#### [TASK STATEMENT]
Reproduce only the lines that run from the line containing "let y = rand::random::<u64>();" to the end of the entries below, exactly as they stand.

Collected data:
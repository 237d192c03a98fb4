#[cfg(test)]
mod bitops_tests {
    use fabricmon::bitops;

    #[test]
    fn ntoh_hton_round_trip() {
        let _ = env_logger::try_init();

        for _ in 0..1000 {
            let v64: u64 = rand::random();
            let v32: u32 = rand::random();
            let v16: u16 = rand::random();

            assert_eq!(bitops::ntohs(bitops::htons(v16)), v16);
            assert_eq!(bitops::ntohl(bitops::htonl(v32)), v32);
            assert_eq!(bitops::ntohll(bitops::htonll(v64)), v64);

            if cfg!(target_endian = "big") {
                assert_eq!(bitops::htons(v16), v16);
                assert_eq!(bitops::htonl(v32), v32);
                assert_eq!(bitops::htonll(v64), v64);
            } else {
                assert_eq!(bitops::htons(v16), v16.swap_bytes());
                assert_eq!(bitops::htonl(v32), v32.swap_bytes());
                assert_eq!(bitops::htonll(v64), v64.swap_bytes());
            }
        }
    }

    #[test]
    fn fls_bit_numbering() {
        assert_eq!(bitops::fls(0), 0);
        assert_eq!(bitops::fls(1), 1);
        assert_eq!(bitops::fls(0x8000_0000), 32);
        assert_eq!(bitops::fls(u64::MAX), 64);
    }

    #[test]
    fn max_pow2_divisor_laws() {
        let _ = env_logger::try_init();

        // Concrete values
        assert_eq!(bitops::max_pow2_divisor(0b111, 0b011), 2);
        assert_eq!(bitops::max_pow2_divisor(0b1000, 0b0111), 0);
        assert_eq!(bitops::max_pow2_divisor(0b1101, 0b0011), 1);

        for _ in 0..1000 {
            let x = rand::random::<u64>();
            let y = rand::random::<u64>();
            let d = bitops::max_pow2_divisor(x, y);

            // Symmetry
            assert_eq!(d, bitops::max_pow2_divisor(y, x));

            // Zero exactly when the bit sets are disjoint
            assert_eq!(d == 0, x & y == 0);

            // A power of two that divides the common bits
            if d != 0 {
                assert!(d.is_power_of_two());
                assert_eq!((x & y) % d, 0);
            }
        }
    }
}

#### [REPLY]
            let y = rand::random::<u64>();
            let d = bitops::max_pow2_divisor(x, y);

            // Symmetry
            assert_eq!(d, bitops::max_pow2_divisor(y, x));

            // Zero exactly when the bit sets are disjoint
            assert_eq!(d == 0, x & y == 0);

            // A power of two that divides the common bits
            if d != 0 {
                assert!(d.is_power_of_two());
                assert_eq!((x & y) % d, 0);
            }
        }
    }
}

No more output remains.